BEGIN

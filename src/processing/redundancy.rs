// src/processing/redundancy.rs
//! Functional redundancy between channels (Pearson correlation)
//!
//! A coefficient above the threshold (0.90, "very strong" after Evans, 1996)
//! marks two sensors as carrying near-duplicate information. Pairs are only
//! reported; which sensor to drop is left to the analyst.

use crate::config::RedundancyConfig;
use crate::processing::matrix::SignalMatrix;
use ndarray::{Array2, ArrayView1};
use serde::{Deserialize, Serialize};
use tracing::{info, warn};

/// Symmetric channel x channel Pearson table
#[derive(Debug, Clone, PartialEq)]
pub struct CorrelationMatrix {
    pub channel_names: Vec<String>,
    pub values: Array2<f64>,
}

impl CorrelationMatrix {
    /// Pairwise Pearson coefficients of every column of `matrix`
    pub fn compute(matrix: &SignalMatrix) -> Self {
        let n = matrix.n_channels();
        let mut values = Array2::from_elem((n, n), f64::NAN);

        for i in 0..n {
            for j in i..n {
                let r = pearson(matrix.column(i), matrix.column(j));
                values[[i, j]] = r;
                values[[j, i]] = r;
            }
        }

        Self {
            channel_names: matrix.channel_names().to_vec(),
            values,
        }
    }

    pub fn get(&self, a: &str, b: &str) -> Option<f64> {
        let i = self.channel_names.iter().position(|n| n == a)?;
        let j = self.channel_names.iter().position(|n| n == b)?;
        Some(self.values[[i, j]])
    }
}

/// Pearson coefficient; NaN when either series has zero variance.
///
/// Bit-identical series always correlate at exactly 1.0.
pub fn pearson(x: ArrayView1<'_, f64>, y: ArrayView1<'_, f64>) -> f64 {
    let n = x.len().min(y.len());
    if n == 0 {
        return f64::NAN;
    }
    if x == y {
        return 1.0;
    }

    let mean_x = x.sum() / n as f64;
    let mean_y = y.sum() / n as f64;

    let (mut cov, mut var_x, mut var_y) = (0.0, 0.0, 0.0);
    for (&a, &b) in x.iter().zip(y.iter()) {
        let dx = a - mean_x;
        let dy = b - mean_y;
        cov += dx * dy;
        var_x += dx * dx;
        var_y += dy * dy;
    }

    if var_x == 0.0 || var_y == 0.0 {
        return f64::NAN;
    }
    (cov / (var_x.sqrt() * var_y.sqrt())).clamp(-1.0, 1.0)
}

/// Unordered channel pair flagged as redundant
#[derive(Debug, Clone, PartialEq, Serialize, Deserialize)]
pub struct RedundantPair {
    pub first: String,
    pub second: String,
    pub coefficient: f64,
}

/// Correlation table plus the flagged pairs
#[derive(Debug, Clone)]
pub struct RedundancyReport {
    pub correlation: CorrelationMatrix,
    pub pairs: Vec<RedundantPair>,
}

impl RedundancyReport {
    pub fn has_redundancy(&self) -> bool {
        !self.pairs.is_empty()
    }
}

/// Redundancy analyzer
pub struct RedundancyAnalyzer {
    config: RedundancyConfig,
}

impl RedundancyAnalyzer {
    pub fn new(config: RedundancyConfig) -> Self {
        Self { config }
    }

    pub fn analyze(&self, matrix: &SignalMatrix) -> RedundancyReport {
        let correlation = CorrelationMatrix::compute(matrix);
        let pairs = self.flag_pairs(&correlation);

        for pair in &pairs {
            warn!(first = %pair.first, second = %pair.second, r = pair.coefficient, "high redundancy between channels");
        }
        if pairs.is_empty() {
            info!("no critical redundancy detected");
        }

        RedundancyReport { correlation, pairs }
    }

    /// Upper-triangle pairs strictly above the threshold; NaN never flags
    pub fn flag_pairs(&self, correlation: &CorrelationMatrix) -> Vec<RedundantPair> {
        let names = &correlation.channel_names;
        let mut pairs = Vec::new();

        for i in 0..names.len() {
            for j in (i + 1)..names.len() {
                let r = correlation.values[[i, j]];
                if r > self.config.correlation_threshold {
                    pairs.push(RedundantPair {
                        first: names[i].clone(),
                        second: names[j].clone(),
                        coefficient: r,
                    });
                }
            }
        }

        pairs
    }
}

#[cfg(test)]
mod tests {
    use super::*;
    use ndarray::{array, Array1};

    fn matrix(names: &[&str], columns: Vec<Vec<f64>>) -> SignalMatrix {
        SignalMatrix::from_channels(
            names.iter().map(|n| n.to_string()).zip(columns).collect(),
        )
        .unwrap()
    }

    #[test]
    fn test_pearson_basics() {
        let x = array![1.0, 2.0, 3.0, 4.0];
        let y = array![2.0, 4.0, 6.0, 8.0];
        let z = array![4.0, 3.0, 2.0, 1.0];

        assert!((pearson(x.view(), y.view()) - 1.0).abs() < 1e-12);
        assert!((pearson(x.view(), z.view()) + 1.0).abs() < 1e-12);
    }

    #[test]
    fn test_constant_series_is_nan() {
        let x = array![1.0, 2.0, 3.0];
        let c = array![5.0, 5.0, 5.0];
        assert!(pearson(x.view(), c.view()).is_nan());
    }

    #[test]
    fn test_identical_channels_always_flagged() {
        let signal: Vec<f64> = (0..200).map(|i| 10.0 + (i as f64 * 0.1).sin()).collect();
        let other: Vec<f64> = (0..200).map(|i| 10.0 + (i as f64 * 0.37).cos()).collect();
        let m = matrix(&["A", "B", "C"], vec![signal.clone(), other, signal]);

        let report = RedundancyAnalyzer::new(RedundancyConfig::default()).analyze(&m);

        assert_eq!(report.pairs.len(), 1);
        assert_eq!(report.pairs[0].first, "A");
        assert_eq!(report.pairs[0].second, "C");
        assert_eq!(report.pairs[0].coefficient, 1.0);
    }

    #[test]
    fn test_identical_constant_channels_flagged() {
        let m = matrix(&["A", "B"], vec![vec![7.0; 50], vec![7.0; 50]]);
        let report = RedundancyAnalyzer::new(RedundancyConfig::default()).analyze(&m);
        assert!(report.has_redundancy());
    }

    #[test]
    fn test_matrix_is_symmetric_with_unit_diagonal() {
        let a: Vec<f64> = (0..100).map(|i| (i as f64 * 0.2).sin()).collect();
        let b: Vec<f64> = (0..100).map(|i| (i as f64 * 0.05).cos() + 0.3 * (i as f64 * 0.2).sin()).collect();
        let corr = CorrelationMatrix::compute(&matrix(&["A", "B"], vec![a, b]));

        assert_eq!(corr.values[[0, 1]], corr.values[[1, 0]]);
        assert_eq!(corr.values.diag().to_owned(), Array1::from_elem(2, 1.0));
        assert!(corr.get("A", "B").unwrap().abs() <= 1.0);
    }
}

END

**Exercise prompt:**
Output every record above a second time, exactly.

**Final answer:**
filename src/processing/redundancy.rs
// src/processing/redundancy.rs
//! Functional redundancy between channels (Pearson correlation)
//!
//! A coefficient above the threshold (0.90, "very strong" after Evans, 1996)
//! marks two sensors as carrying near-duplicate information. Pairs are only
//! reported; which sensor to drop is left to the analyst.

use crate::config::RedundancyConfig;
use crate::processing::matrix::SignalMatrix;
use ndarray::{Array2, ArrayView1};
use serde::{Deserialize, Serialize};
use tracing::{info, warn};

/// Symmetric channel x channel Pearson table
#[derive(Debug, Clone, PartialEq)]
pub struct CorrelationMatrix {
    pub channel_names: Vec<String>,
    pub values: Array2<f64>,
}

impl CorrelationMatrix {
    /// Pairwise Pearson coefficients of every column of `matrix`
    pub fn compute(matrix: &SignalMatrix) -> Self {
        let n = matrix.n_channels();
        let mut values = Array2::from_elem((n, n), f64::NAN);

        for i in 0..n {
            for j in i..n {
                let r = pearson(matrix.column(i), matrix.column(j));
                values[[i, j]] = r;
                values[[j, i]] = r;
            }
        }

        Self {
            channel_names: matrix.channel_names().to_vec(),
            values,
        }
    }

    pub fn get(&self, a: &str, b: &str) -> Option<f64> {
        let i = self.channel_names.iter().position(|n| n == a)?;
        let j = self.channel_names.iter().position(|n| n == b)?;
        Some(self.values[[i, j]])
    }
}

/// Pearson coefficient; NaN when either series has zero variance.
///
/// Bit-identical series always correlate at exactly 1.0.
pub fn pearson(x: ArrayView1<'_, f64>, y: ArrayView1<'_, f64>) -> f64 {
    let n = x.len().min(y.len());
    if n == 0 {
        return f64::NAN;
    }
    if x == y {
        return 1.0;
    }

    let mean_x = x.sum() / n as f64;
    let mean_y = y.sum() / n as f64;

    let (mut cov, mut var_x, mut var_y) = (0.0, 0.0, 0.0);
    for (&a, &b) in x.iter().zip(y.iter()) {
        let dx = a - mean_x;
        let dy = b - mean_y;
        cov += dx * dy;
        var_x += dx * dx;
        var_y += dy * dy;
    }

    if var_x == 0.0 || var_y == 0.0 {
        return f64::NAN;
    }
    (cov / (var_x.sqrt() * var_y.sqrt())).clamp(-1.0, 1.0)
}

/// Unordered channel pair flagged as redundant
#[derive(Debug, Clone, PartialEq, Serialize, Deserialize)]
pub struct RedundantPair {
    pub first: String,
    pub second: String,
    pub coefficient: f64,
}

/// Correlation table plus the flagged pairs
#[derive(Debug, Clone)]
pub struct RedundancyReport {
    pub correlation: CorrelationMatrix,
    pub pairs: Vec<RedundantPair>,
}

impl RedundancyReport {
    pub fn has_redundancy(&self) -> bool {
        !self.pairs.is_empty()
    }
}

/// Redundancy analyzer
pub struct RedundancyAnalyzer {
    config: RedundancyConfig,
}

impl RedundancyAnalyzer {
    pub fn new(config: RedundancyConfig) -> Self {
        Self { config }
    }

    pub fn analyze(&self, matrix: &SignalMatrix) -> RedundancyReport {
        let correlation = CorrelationMatrix::compute(matrix);
        let pairs = self.flag_pairs(&correlation);

        for pair in &pairs {
            warn!(first = %pair.first, second = %pair.second, r = pair.coefficient, "high redundancy between channels");
        }
        if pairs.is_empty() {
            info!("no critical redundancy detected");
        }

        RedundancyReport { correlation, pairs }
    }

    /// Upper-triangle pairs strictly above the threshold; NaN never flags
    pub fn flag_pairs(&self, correlation: &CorrelationMatrix) -> Vec<RedundantPair> {
        let names = &correlation.channel_names;
        let mut pairs = Vec::new();

        for i in 0..names.len() {
            for j in (i + 1)..names.len() {
                let r = correlation.values[[i, j]];
                if r > self.config.correlation_threshold {
                    pairs.push(RedundantPair {
                        first: names[i].clone(),
                        second: names[j].clone(),
                        coefficient: r,
                    });
                }
            }
        }

        pairs
    }
}

#[cfg(test)]
mod tests {
    use super::*;
    use ndarray::{array, Array1};

    fn matrix(names: &[&str], columns: Vec<Vec<f64>>) -> SignalMatrix {
        SignalMatrix::from_channels(
            names.iter().map(|n| n.to_string()).zip(columns).collect(),
        )
        .unwrap()
    }

    #[test]
    fn test_pearson_basics() {
        let x = array![1.0, 2.0, 3.0, 4.0];
        let y = array![2.0, 4.0, 6.0, 8.0];
        let z = array![4.0, 3.0, 2.0, 1.0];

        assert!((pearson(x.view(), y.view()) - 1.0).abs() < 1e-12);
        assert!((pearson(x.view(), z.view()) + 1.0).abs() < 1e-12);
    }

    #[test]
    fn test_constant_series_is_nan() {
        let x = array![1.0, 2.0, 3.0];
        let c = array![5.0, 5.0, 5.0];
        assert!(pearson(x.view(), c.view()).is_nan());
    }

    #[test]
    fn test_identical_channels_always_flagged() {
        let signal: Vec<f64> = (0..200).map(|i| 10.0 + (i as f64 * 0.1).sin()).collect();
        let other: Vec<f64> = (0..200).map(|i| 10.0 + (i as f64 * 0.37).cos()).collect();
        let m = matrix(&["A", "B", "C"], vec![signal.clone(), other, signal]);

        let report = RedundancyAnalyzer::new(RedundancyConfig::default()).analyze(&m);

        assert_eq!(report.pairs.len(), 1);
        assert_eq!(report.pairs[0].first, "A");
        assert_eq!(report.pairs[0].second, "C");
        assert_eq!(report.pairs[0].coefficient, 1.0);
    }

    #[test]
    fn test_identical_constant_channels_flagged() {
        let m = matrix(&["A", "B"], vec![vec![7.0; 50], vec![7.0; 50]]);
        let report = RedundancyAnalyzer::new(RedundancyConfig::default()).analyze(&m);
        assert!(report.has_redundancy());
    }

    #[test]
    fn test_matrix_is_symmetric_with_unit_diagonal() {
        let a: Vec<f64> = (0..100).map(|i| (i as f64 * 0.2).sin()).collect();
        let b: Vec<f64> = (0..100).map(|i| (i as f64 * 0.05).cos() + 0.3 * (i as f64 * 0.2).sin()).collect();
        let corr = CorrelationMatrix::compute(&matrix(&["A", "B"], vec![a, b]));

        assert_eq!(corr.values[[0, 1]], corr.values[[1, 0]]);
        assert_eq!(corr.values.diag().to_owned(), Array1::from_elem(2, 1.0));
        assert!(corr.get("A", "B").unwrap().abs() <= 1.0);
    }
}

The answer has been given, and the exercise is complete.